Нажал на кнопку электрического звонка, первую фразу заготовил заранее: «Курьер Тюльпанов из Жандармского управления к его высокоблагородию с бумагами». Спохватившись, запихнул под картуз строптивое правое ухо.
Дубовая резная дверь распахнулась. На пороге стоял низенький, плотно сбитый азиат – с узкими глазенками, толстыми щеками и ежиком жестких черных волос. На азиате была зеленая ливрея с золотым позументом и почему-то соломенные сандалии. Слуга недовольно уставился на посетителя и спросил:
– Сево нада?
Откуда-то из глубины дома донесся звучный женский голос:
– Маса! Сколько раз тебе повторять! Не «сево нада», а «что вам угодно»!
Азиат злобно покосился куда-то назад и неохотно буркнул Анисию:
– Сьто чибе угодно?
– Курьер Тюльпанов из Жандармского управления к его высокоблагородию с бумагами, – поспешно доложил Анисий.
– Давай, ходи, – пригласил слуга и посторонился, пропуская.

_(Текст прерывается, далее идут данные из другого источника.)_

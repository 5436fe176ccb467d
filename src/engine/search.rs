use crate::config::GeoConfig;
use crate::domain::model::{
    round_to, CompetitorCandidate, CorrectionMethod, Coordinate, PlaceCandidate, PoiVerdict,
};
use crate::domain::ports::{CompetitorProvider, PlaceProvider, Projection};
use crate::engine::cache::ResultCache;
use crate::engine::geodesy::distance_m;
use crate::engine::inference::InferenceEngine;
use crate::engine::projection::KoreaTm;
use crate::engine::survival;
use crate::utils::error::{GeoError, Result};
use serde::{Deserialize, Serialize};

pub const DEFAULT_MAX_PLACES: usize = 5;

#[derive(Debug, Clone, PartialEq, Serialize, Deserialize)]
pub struct PlaceMatch {
    pub name: String,
    pub address: String,
    pub place_id: String,
    pub types: Vec<String>,
    pub rating: Option<f64>,
    pub original: Coordinate,
    pub corrected: Coordinate,
    pub naver_location: Option<Coordinate>,
    pub sync_score: Option<f64>,
    pub correction_distance_m: f64,
    pub confidence: f64,
    pub method: CorrectionMethod,
    pub verdict: PoiVerdict,
}

#[derive(Debug, Clone, PartialEq, Serialize, Deserialize)]
pub struct SearchResponse {
    pub query: String,
    pub total: usize,
    pub places: Vec<PlaceMatch>,
}

/// 文字搜尋 → 座標修正 → 跨來源存活判定，結果依查詢字串快取。
pub struct PlaceSearch<G, N, P: Projection = KoreaTm> {
    places: G,
    competitor: N,
    engine: InferenceEngine<P>,
    cache: ResultCache<SearchResponse>,
    max_places: usize,
    default_region: Option<String>,
}

impl<G, N, P> PlaceSearch<G, N, P>
where
    G: PlaceProvider,
    N: CompetitorProvider,
    P: Projection,
{
    pub fn new(
        places: G,
        competitor: N,
        engine: InferenceEngine<P>,
        cache: ResultCache<SearchResponse>,
    ) -> Self {
        Self {
            places,
            competitor,
            engine,
            cache,
            max_places: DEFAULT_MAX_PLACES,
            default_region: None,
        }
    }

    /// 依 `[cache]` 與 `[search]` 區段組裝：TTL、筆數上限與預設地區
    pub fn from_config(
        places: G,
        competitor: N,
        engine: InferenceEngine<P>,
        config: &GeoConfig,
    ) -> Self {
        Self::new(
            places,
            competitor,
            engine,
            ResultCache::new(config.cache.ttl_seconds),
        )
        .with_max_places(config.search.max_places)
        .with_default_region(config.search.region.clone())
    }

    pub fn with_max_places(mut self, max_places: usize) -> Self {
        self.max_places = max_places;
        self
    }

    /// 呼叫端沒給地區時改用這個地區
    pub fn with_default_region(mut self, region: impl Into<String>) -> Self {
        self.default_region = Some(region.into());
        self
    }

    pub fn cache(&self) -> &ResultCache<SearchResponse> {
        &self.cache
    }

    pub async fn search(&self, query: &str, region: &str) -> Result<SearchResponse> {
        if query.trim().is_empty() {
            return Err(GeoError::EmptyInput {
                what: "search query".to_string(),
            });
        }

        let region = match (region.trim(), self.default_region.as_deref()) {
            ("", Some(fallback)) => fallback,
            _ => region,
        };
        let key = ResultCache::<SearchResponse>::normalize_key(query, region);
        if let Some(cached) = self.cache.get(&key) {
            tracing::debug!("🎯 Search cache hit: {}", key);
            return Ok(cached);
        }

        let (found, competitor) = tokio::join!(
            self.places.text_search(&key),
            self.competitor.local_search(&key)
        );
        let found = found?;
        // 競爭來源失敗時當作查無資料
        let competitor = competitor.unwrap_or_else(|e| {
            tracing::warn!("Competitor search failed for '{}': {}", key, e);
            None
        });

        let places: Vec<PlaceMatch> = found
            .into_iter()
            .filter(|place| {
                let inside = place.location.is_within_korea();
                if !inside {
                    tracing::warn!("Skipping '{}': outside coverage", place.name);
                }
                inside
            })
            .take(self.max_places)
            .map(|place| self.match_place(place, competitor.as_ref()))
            .collect();

        let response = SearchResponse {
            query: key.clone(),
            total: places.len(),
            places,
        };
        self.cache.put(key, response.clone());
        tracing::info!("🔍 Search '{}' returned {} places", response.query, response.total);
        Ok(response)
    }

    fn match_place(
        &self,
        place: PlaceCandidate,
        competitor: Option<&CompetitorCandidate>,
    ) -> PlaceMatch {
        let correction = self.engine.predict_offset(place.location);
        let correction_distance = distance_m(place.location, correction.corrected);

        let naver_location = competitor.and_then(|c| c.location);
        let sync_score = naver_location.map(|naver| {
            let sync_dist = distance_m(correction.corrected, naver);
            round_to((100.0 - sync_dist).max(0.0), 1)
        });
        let verdict = survival::classify(&place.name, correction.corrected, competitor);

        PlaceMatch {
            name: place.name,
            address: place.address,
            place_id: place.place_id,
            types: place.types,
            rating: place.rating,
            original: place.location,
            corrected: correction.corrected,
            naver_location,
            sync_score,
            correction_distance_m: round_to(correction_distance, 1),
            confidence: correction.confidence,
            method: correction.method,
            verdict,
        }
    }
}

Тюльпанов оказался в просторной прихожей, с интересом огляделся по сторонам и в первый момент испытал разочарование: не было медвежьего чучела с серебряным подносом для визитных карточек, а что это за барская квартира без набивного медведя? Или к чиновнику для особых поручений с визитами не ходят?

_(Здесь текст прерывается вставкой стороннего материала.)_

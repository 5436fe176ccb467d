//! 跨來源店名相似度（Ratcliff/Obershelp）

use regex::Regex;
use std::sync::OnceLock;

fn markup_pattern() -> &'static Regex {
    static PATTERN: OnceLock<Regex> = OnceLock::new();
    PATTERN.get_or_init(|| Regex::new(r"<[^>]*>").expect("markup pattern is valid"))
}

fn foreign_char_pattern() -> &'static Regex {
    static PATTERN: OnceLock<Regex> = OnceLock::new();
    PATTERN.get_or_init(|| {
        Regex::new(r"[^0-9A-Za-z\p{Hangul}]").expect("character class pattern is valid")
    })
}

/// 去除 HTML 標記、英數與韓文以外的字元，轉小寫
pub fn normalize_name(name: &str) -> String {
    let without_markup = markup_pattern().replace_all(name, "");
    foreign_char_pattern()
        .replace_all(&without_markup, "")
        .to_lowercase()
}

/// `2M / T`：M 為反覆取最長共同子字串所得的匹配總長，T 為兩字串長度和。
/// 任一方正規化後為空字串時回傳 0。
pub fn name_similarity(a: &str, b: &str) -> f64 {
    let a: Vec<char> = normalize_name(a).chars().collect();
    let b: Vec<char> = normalize_name(b).chars().collect();
    if a.is_empty() || b.is_empty() {
        return 0.0;
    }
    let matched = matching_chars(&a, &b);
    2.0 * matched as f64 / (a.len() + b.len()) as f64
}

fn matching_chars(a: &[char], b: &[char]) -> usize {
    let mut total = 0;
    let mut queue = vec![(0, a.len(), 0, b.len())];

    while let Some((a_lo, a_hi, b_lo, b_hi)) = queue.pop() {
        let (i, j, size) = longest_match(a, b, a_lo, a_hi, b_lo, b_hi);
        if size == 0 {
            continue;
        }
        total += size;
        if a_lo < i && b_lo < j {
            queue.push((a_lo, i, b_lo, j));
        }
        if i + size < a_hi && j + size < b_hi {
            queue.push((i + size, a_hi, j + size, b_hi));
        }
    }
    total
}

/// 區間內最長共同子字串；同長時取 a 中最早、再取 b 中最早者
fn longest_match(
    a: &[char],
    b: &[char],
    a_lo: usize,
    a_hi: usize,
    b_lo: usize,
    b_hi: usize,
) -> (usize, usize, usize) {
    let (mut best_i, mut best_j, mut best_size) = (a_lo, b_lo, 0);
    let width = b_hi - b_lo;
    let mut prev = vec![0usize; width + 1];
    let mut curr = vec![0usize; width + 1];

    for i in a_lo..a_hi {
        for j in b_lo..b_hi {
            let col = j - b_lo + 1;
            curr[col] = if a[i] == b[j] { prev[col - 1] + 1 } else { 0 };
            if curr[col] > best_size {
                best_size = curr[col];
                best_i = i + 1 - best_size;
                best_j = j + 1 - best_size;
            }
        }
        std::mem::swap(&mut prev, &mut curr);
    }
    (best_i, best_j, best_size)
}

Впрочем, хоть медведя и не обнаружилось, обставлена прихожая была премило, а в углу, в стеклянном шкафу стояли какие-то диковинные доспехи: все из металлических планочек, с замысловатым вензелем на панцыре и с рогатым, как жук, шлемом.
Из двери, ведущей во внутренние покои, куда курьеру, конечно, вход был заказан, выглянула редкостной красоты дама в красном шелковом халате до пола. Пышные темные волосы у красавицы были уложены в замысловатую прическу, стройная шея обнажена, белые, сплошь в кольцах руки скрещены на высокой груди. Дама с разочарованием воззрилась на Анисия огромными черными очами, чуть наморщила классический нос и позвала:
– Эраст, это к тебе. Из присутствия.
Анисий почему-то удивился, что надворный советник женат, хотя, в сущности, не было ничего удивительного в том, что у такого человека имеется прекрасная собой супруга, с царственной осанкой и надменным взором.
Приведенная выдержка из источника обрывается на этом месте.